# old yarn winder?



## neparose (Nov 16, 2009)

http://i1022.photobucket.com/albums/af343/neparose/2011septdownload084.jpg
http://i1022.photobucket.com/albums/af343/neparose/2011septdownload086.jpg

Dad gave me this yesterday. Hes says its been it in house he grew up in as long as he could remember. It was filthy but scrubbed up good and seems to work. Anyone know what it was used for? He called it a yarn winder but the gear and screw setup wouldnt be necessary for that would it? Its all pegged. No nails except for some handmade ones holding the wing thingees at the end of the arms.
rose ps. first attemt at pics. hope it works!


----------



## MullersLaneFarm (Jul 23, 2004)

Yup, it's a nice homemade yarn winder.
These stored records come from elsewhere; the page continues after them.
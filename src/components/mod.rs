//! Simulation components: agents, the shared market, and the government.

pub mod agent;
pub mod government;
pub mod market;

pub use agent::{Agent, Role};
pub use government::Government;
pub use market::Market;
//! Aggregate output consumed by the external rendering layer.

pub mod metrics;

pub use metrics::{write_series, MetricsSink, NullSink, TickMetrics, WealthSeries};
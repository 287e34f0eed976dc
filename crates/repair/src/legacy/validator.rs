use std::collections::HashSet;
use storage::models::{CategoryRegistry, VoteRole};
use storage::services::normalizer::in_scale;
use tracing::warn;

use super::models::{LegacyExport, SUPPORTED_FORMAT_VERSION};
use crate::{RepairCliError, Result};

pub struct LegacyValidator;

impl LegacyValidator {
    /// Errors block the import. Warnings describe records that will load but
    /// need the repair pass or contribute nothing.
    pub fn validate(export: &LegacyExport, registry: &CategoryRegistry) -> Result<ValidationReport> {
        let mut report = ValidationReport::default();

        if export.format_version != SUPPORTED_FORMAT_VERSION {
            report.errors.push(format!(
                "Unsupported format version: {}. Expected {}",
                export.format_version, SUPPORTED_FORMAT_VERSION
            ));
        }

        if export.votes.is_empty() {
            report
                .warnings
                .push("Export contains no votes".to_string());
        }

        let mut pairs = HashSet::new();
        let mut vote_ids = HashSet::new();

        for (idx, doc) in export.votes.iter().enumerate() {
            let label = format!("{}. {}", idx + 1, doc.label());

            if doc.user_id.trim().is_empty() {
                report
                    .errors
                    .push(format!("Vote {} has empty user_id", idx + 1));
            }

            let role = match doc.role.parse::<VoteRole>() {
                Ok(role) => Some(role),
                Err(_) => {
                    report
                        .errors
                        .push(format!("Vote '{}' has unknown role '{}'", label, doc.role));
                    None
                }
            };

            if !pairs.insert((doc.user_id.trim(), doc.presentation_id)) {
                report.errors.push(format!(
                    "Vote '{}' duplicates an earlier vote for the same user and presentation",
                    label
                ));
            }

            if let Some(vote_id) = doc.vote_id {
                if !vote_ids.insert(vote_id) {
                    report
                        .errors
                        .push(format!("Vote '{}' reuses vote_id {}", label, vote_id));
                }
            }

            if let (Some(created), Some(updated)) = (doc.created_at, doc.updated_at) {
                if updated < created {
                    report.warnings.push(format!(
                        "Vote '{}' has updated_at before created_at, it will be clamped",
                        label
                    ));
                }
            }

            if doc.created_at.is_none() {
                report.warnings.push(format!(
                    "Vote '{}' is missing created_at, the import time will be used",
                    label
                ));
            }

            match role {
                Some(VoteRole::Judge) => {
                    let ratings = doc.merged_ratings();
                    if ratings.is_empty() {
                        report
                            .warnings
                            .push(format!("Judge vote '{}' has no ratings", label));
                    }

                    for rating in &ratings {
                        if !in_scale(rating.score) {
                            report.warnings.push(format!(
                                "Judge vote '{}' has out-of-scale score {} for '{}', repair will skip it",
                                label, rating.score, rating.category_id
                            ));
                        }
                        if !registry.has_category(&rating.category_id) {
                            report.warnings.push(format!(
                                "Judge vote '{}' rates retired category '{}'",
                                label, rating.category_id
                            ));
                        }
                    }

                    if doc.total_score.is_none() {
                        report.warnings.push(format!(
                            "Judge vote '{}' has no total_score, it will be derived from ratings",
                            label
                        ));
                    }
                }
                Some(VoteRole::Spectator) => {
                    if !doc.ratings.is_empty() || !doc.scores.is_empty() {
                        report.warnings.push(format!(
                            "Spectator vote '{}' carries ratings, they will be dropped",
                            label
                        ));
                    }
                    for answer in &doc.answers {
                        if !registry.has_question(&answer.question_id) {
                            report.warnings.push(format!(
                                "Spectator vote '{}' answers unknown question '{}'",
                                label, answer.question_id
                            ));
                        }
                    }
                }
                None => {}
            }
        }

        if !report.errors.is_empty() {
            Err(RepairCliError::ValidationError(format!(
                "Validation failed with {} error(s): {}",
                report.errors.len(),
                report.errors.join("; ")
            )))
        } else {
            Ok(report)
        }
    }
}

#[derive(Debug, Default)]
pub struct ValidationReport {
    pub errors: Vec<String>,
    pub warnings: Vec<String>,
}

impl ValidationReport {
    pub fn log_warnings(&self) {
        for warning in &self.warnings {
            warn!("{}", warning);
        }
    }
}

#[cfg(test)]
mod tests {
    use super::*;
    use crate::legacy::models::LegacyVoteDocument;
    use rust_decimal::Decimal;
    use storage::models::Rating;
    use uuid::Uuid;

    fn judge(user_id: &str, presentation_id: Uuid, scores: &[(&str, i32)]) -> LegacyVoteDocument {
        LegacyVoteDocument {
            vote_id: None,
            user_id: user_id.to_string(),
            presentation_id,
            presentation_title: None,
            role: "judge".to_string(),
            ratings: scores
                .iter()
                .map(|(id, score)| Rating {
                    category_id: id.to_string(),
                    score: *score,
                })
                .collect(),
            scores: Default::default(),
            answers: vec![],
            total_score: Some(Decimal::from(10)),
            created_at: Some(chrono::Utc::now()),
            updated_at: None,
            is_absent: false,
            absent_reason: None,
        }
    }

    fn export(votes: Vec<LegacyVoteDocument>) -> LegacyExport {
        LegacyExport {
            format_version: SUPPORTED_FORMAT_VERSION.to_string(),
            exported_at: None,
            source: None,
            votes,
        }
    }

    #[test]
    fn test_clean_export_passes() {
        let registry = CategoryRegistry::default();
        let report = LegacyValidator::validate(
            &export(vec![judge("judge-1", Uuid::new_v4(), &[("content", 5), ("delivery", 5)])]),
            &registry,
        )
        .unwrap();

        assert!(report.errors.is_empty());
        assert!(report.warnings.is_empty());
    }

    #[test]
    fn test_duplicate_pair_is_an_error() {
        let registry = CategoryRegistry::default();
        let presentation_id = Uuid::new_v4();
        let result = LegacyValidator::validate(
            &export(vec![
                judge("judge-1", presentation_id, &[("content", 5)]),
                judge("judge-1", presentation_id, &[("content", 4)]),
            ]),
            &registry,
        );

        assert!(matches!(result, Err(RepairCliError::ValidationError(msg)) if msg.contains("duplicates")));
    }

    #[test]
    fn test_wrong_version_and_role_are_errors() {
        let registry = CategoryRegistry::default();
        let mut doc = judge("judge-1", Uuid::new_v4(), &[]);
        doc.role = "keynote".to_string();
        let mut bad = export(vec![doc]);
        bad.format_version = "0.9".to_string();

        let err = LegacyValidator::validate(&bad, &registry).unwrap_err();
        assert!(err.to_string().contains("2 error(s)"));
    }

    #[test]
    fn test_out_of_scale_and_retired_ratings_are_warnings() {
        let registry = CategoryRegistry::default();
        let report = LegacyValidator::validate(
            &export(vec![judge(
                "judge-1",
                Uuid::new_v4(),
                &[("content", 9), ("stage_presence", 3)],
            )]),
            &registry,
        )
        .unwrap();

        assert_eq!(report.warnings.len(), 2);
        assert!(report.warnings[0].contains("out-of-scale"));
        assert!(report.warnings[1].contains("retired category"));
    }
}
use chrono::{DateTime, Utc};
use rust_decimal::Decimal;
use sqlx::postgres::PgExecutor;
use sqlx::types::Json;
use sqlx::{FromRow, PgPool};
use uuid::Uuid;

use crate::error::{Result, StorageError};
use crate::models::{Presentation, PresentationRollup};

const PRESENTATION_COLUMNS: &str = r#"
    presentation_id, title, speaker, room, judge_scores, judge_total, judge_count,
    spectator_likes, rollup_fixed_by_script, rollup_recomputed_at
"#;

#[derive(FromRow)]
struct PresentationRow {
    presentation_id: Uuid,
    title: String,
    speaker: Option<String>,
    room: Option<String>,
    judge_scores: Json<Vec<Decimal>>,
    judge_total: Decimal,
    judge_count: i32,
    spectator_likes: i64,
    rollup_fixed_by_script: bool,
    rollup_recomputed_at: Option<DateTime<Utc>>,
}

impl From<PresentationRow> for Presentation {
    fn from(row: PresentationRow) -> Self {
        Presentation {
            presentation_id: row.presentation_id,
            title: row.title,
            speaker: row.speaker,
            room: row.room,
            rollup: PresentationRollup {
                judge_scores: row.judge_scores.0,
                judge_total: row.judge_total,
                judge_count: u32::try_from(row.judge_count).unwrap_or(0),
                spectator_likes: u64::try_from(row.spectator_likes).unwrap_or(0),
                fixed_by_script: row.rollup_fixed_by_script,
                recomputed_at: row.rollup_recomputed_at,
            },
        }
    }
}

/// Repository for presentations and their cached rollups
pub struct PresentationRepository<'a> {
    pool: &'a PgPool,
}

impl<'a> PresentationRepository<'a> {
    pub fn new(pool: &'a PgPool) -> Self {
        Self { pool }
    }

    pub async fn find_by_id(&self, presentation_id: Uuid) -> Result<Option<Presentation>> {
        let row = sqlx::query_as::<_, PresentationRow>(&format!(
            "SELECT {PRESENTATION_COLUMNS} FROM presentations WHERE presentation_id = $1"
        ))
        .bind(presentation_id)
        .fetch_optional(self.pool)
        .await?;

        Ok(row.map(Presentation::from))
    }

    pub async fn list(&self) -> Result<Vec<Presentation>> {
        let rows = sqlx::query_as::<_, PresentationRow>(&format!(
            "SELECT {PRESENTATION_COLUMNS} FROM presentations ORDER BY title"
        ))
        .fetch_all(self.pool)
        .await?;

        Ok(rows.into_iter().map(Presentation::from).collect())
    }

    /// Inserts or updates the descriptive fields. The rollup columns are left
    /// to the aggregator.
    pub async fn upsert(&self, presentation: &Presentation) -> Result<()> {
        sqlx::query(
            r#"
            INSERT INTO presentations (presentation_id, title, speaker, room)
            VALUES ($1, $2, $3, $4)
            ON CONFLICT (presentation_id)
            DO UPDATE SET
                title = EXCLUDED.title,
                speaker = EXCLUDED.speaker,
                room = EXCLUDED.room
            "#,
        )
        .bind(presentation.presentation_id)
        .bind(&presentation.title)
        .bind(&presentation.speaker)
        .bind(&presentation.room)
        .execute(self.pool)
        .await?;

        Ok(())
    }

    pub async fn write_rollup(&self, presentation_id: Uuid, rollup: &PresentationRollup) -> Result<()> {
        write_rollup(self.pool, presentation_id, rollup).await
    }
}

pub(crate) async fn write_rollup<'e>(
    executor: impl PgExecutor<'e>,
    presentation_id: Uuid,
    rollup: &PresentationRollup,
) -> Result<()> {
    let judge_count = i32::try_from(rollup.judge_count)
        .map_err(|_| StorageError::Validation("judge count out of range".to_string()))?;
    let spectator_likes = i64::try_from(rollup.spectator_likes)
        .map_err(|_| StorageError::Validation("like count out of range".to_string()))?;

    let result = sqlx::query(
        r#"
        UPDATE presentations
        SET judge_scores = $2,
            judge_total = $3,
            judge_count = $4,
            spectator_likes = $5,
            rollup_fixed_by_script = $6,
            rollup_recomputed_at = $7
        WHERE presentation_id = $1
        "#,
    )
    .bind(presentation_id)
    .bind(Json(&rollup.judge_scores))
    .bind(rollup.judge_total)
    .bind(judge_count)
    .bind(spectator_likes)
    .bind(rollup.fixed_by_script)
    .bind(rollup.recomputed_at)
    .execute(executor)
    .await?;

    if result.rows_affected() == 0 {
        return Err(StorageError::NotFound);
    }

    Ok(())
}
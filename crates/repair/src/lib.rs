pub mod error;
pub mod legacy;
pub mod source;

pub use error::{RepairCliError, Result};
pub use legacy::{
    importer::{ImportSummary, LegacyImporter},
    models::{LegacyExport, LegacyVoteDocument},
    validator::{LegacyValidator, ValidationReport},
};
pub use source::{JsonFileSource, LegacyVoteSource};
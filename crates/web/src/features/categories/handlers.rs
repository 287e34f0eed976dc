use axum::{Json, extract::State};
use storage::models::CategoryRegistry;

use crate::error::WebError;
use crate::state::AppState;

#[utoipa::path(
    get,
    path = "/api/categories",
    responses(
        (status = 200, description = "Active scoring categories and spectator questions", body = CategoryRegistry)
    ),
    tag = "categories"
)]
pub async fn list_categories(
    State(state): State<AppState>,
) -> Result<Json<CategoryRegistry>, WebError> {
    let registry = state.store().load_registry().await?;
    Ok(Json(registry))
}

#[cfg(test)]
mod tests {
    use axum::{body::Body, http::{Request, StatusCode}};

    use crate::features::test_support::{TestApp, body_json};

    #[tokio::test]
    async fn test_list_categories() {
        let app = TestApp::new();
        let response = app
            .send(Request::get("/api/categories").body(Body::empty()).unwrap())
            .await;

        assert_eq!(response.status(), StatusCode::OK);
        let body = body_json(response).await;
        assert_eq!(body["categories"].as_array().unwrap().len(), 5);
        assert_eq!(body["questions"][0]["question_id"], "clarity");
    }
}
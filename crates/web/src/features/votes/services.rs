use storage::{
    VoteStore,
    dto::vote::SubmitVoteRequest,
    error::Result,
    models::{VoteRecord, VoteRole},
    services::voting::{SubmitOutcome, VotingService},
};
use uuid::Uuid;

/// Submit a ballot for the caller
pub async fn submit_vote(
    store: &dyn VoteStore,
    user_id: &str,
    role: VoteRole,
    presentation_id: Uuid,
    request: SubmitVoteRequest,
) -> Result<SubmitOutcome> {
    let ballot = request.into_ballot()?;
    VotingService::new(store)
        .submit_vote(user_id, presentation_id, role, ballot)
        .await
}

/// Get the caller's vote on a presentation
pub async fn get_vote(
    store: &dyn VoteStore,
    user_id: &str,
    presentation_id: Uuid,
) -> Result<Option<VoteRecord>> {
    VotingService::new(store).get_vote(user_id, presentation_id).await
}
The gear and screw setup is so the arms of the winder will go round and round.


----------



## Marchwind (May 10, 2002)

That's really neat! What a treasure to have.


----------



## 7thswan (Nov 18, 2008)

Look real good at it, some of these used to have a little device that would make a noise for each yard,one would count the knock/tick and have the yardage of the hank,when done winding.


----------



## MullersLaneFarm (Jul 23, 2004)

I think the click reels made a click for each 'skein' length ... back when a skein was a specific yardage.


----------



## Maura (Jun 6, 2004)

Use a measuring tape, I think you'll find that once around all four arms is one yard.


----------



## neparose (Nov 16, 2009)

once around the arms is 77 1/2 inches. It also has a small piece of metal sticking out of the other side of the cog. theres cut outs in the frame to allow for the metal to pass thru without hanging up. Maybe the "clicker" part is gone, as it doesnt make any noises when it makes a revolution. This things going to make one hefty skein of yarn! Still cant get over the hand carved screw and cog! Wonder how old it is? I might be able to figure out which of my great ect.. grandmothers used it.


----------



## Pitchy (Aug 25, 2011)

That`s cool, hmmmmmm


----------



## gone-a-milkin (Mar 4, 2007)

Pitchy said:


> That`s cool, hmmmmmm


I hear the cogs in Pitchy's head from way over here. :grin:


What a cool old machine, and a family heirloom too. Awesome.


----------



## Pitchy (Aug 25, 2011)

neparose said:


> http://i1022.photobucket.com/albums/af343/neparose/2011septdownload084.jpg
> http://i1022.photobucket.com/albums/af343/neparose/2011septdownload086.jpg
> 
> Dad gave me this yesterday. Hes says its been it in house he grew up in as long as he could remember. It was filthy but scrubbed up good and seems to work. Anyone know what it was used for? He called it a yarn winder but the gear and screw setup wouldnt be necessary for that would it? Its all pegged. No nails except for some handmade ones holding the wing thingees at the end of the arms.
> rose ps. first attemt at pics. hope it works!


 
You wouldn`t have a picture of the crank handle side.?


----------



## Pitchy (Aug 25, 2011)

gone-a-milkin said:


> I hear the cogs in Pitchy's head from way over here. :grin:
> 
> 
> .


:happy:


----------



## neparose (Nov 16, 2009)

Pitchy, I went to take a few more pics for you but the camera battery died. I'll post pics of the nubbin side of the cog and the underside [where its all pinned together] tomorrow night, but the other side looks exactly the same. There is no crank handle and I dont believe there ever was one. Theres no place for it to go. Apparently you gave the arms a push to send it around.?


----------



## Pitchy (Aug 25, 2011)

Hmmm strange, ya wouldn`t think they would of gone to all the trouble to make the gears just to run a clicker. Wonder if someone sawed of the shaft where a crank would of been. I`ll have to do some research and see if i can find some other ones and see if they have cranks.
Thanks.

After looking at the picture again i don`t think it did have a crank, that lower type gear would not turn that worm type gear it will only work the other way. So it probably was made to run a counter


----------



## neparose (Nov 16, 2009)

Same thoughts here. All that work of carving the screw and the precision work on the cog, just to wind yarn? BTW it takes 40 revolutions to make the nubbin go all the way around and back if thats any help? I am TOTALLY clueless in the yarn world. Please let me know if you find anything else like it. I would dearly love to try and put a date on it.


----------



## Pitchy (Aug 25, 2011)

This one has a similar gear set-up and is a counter.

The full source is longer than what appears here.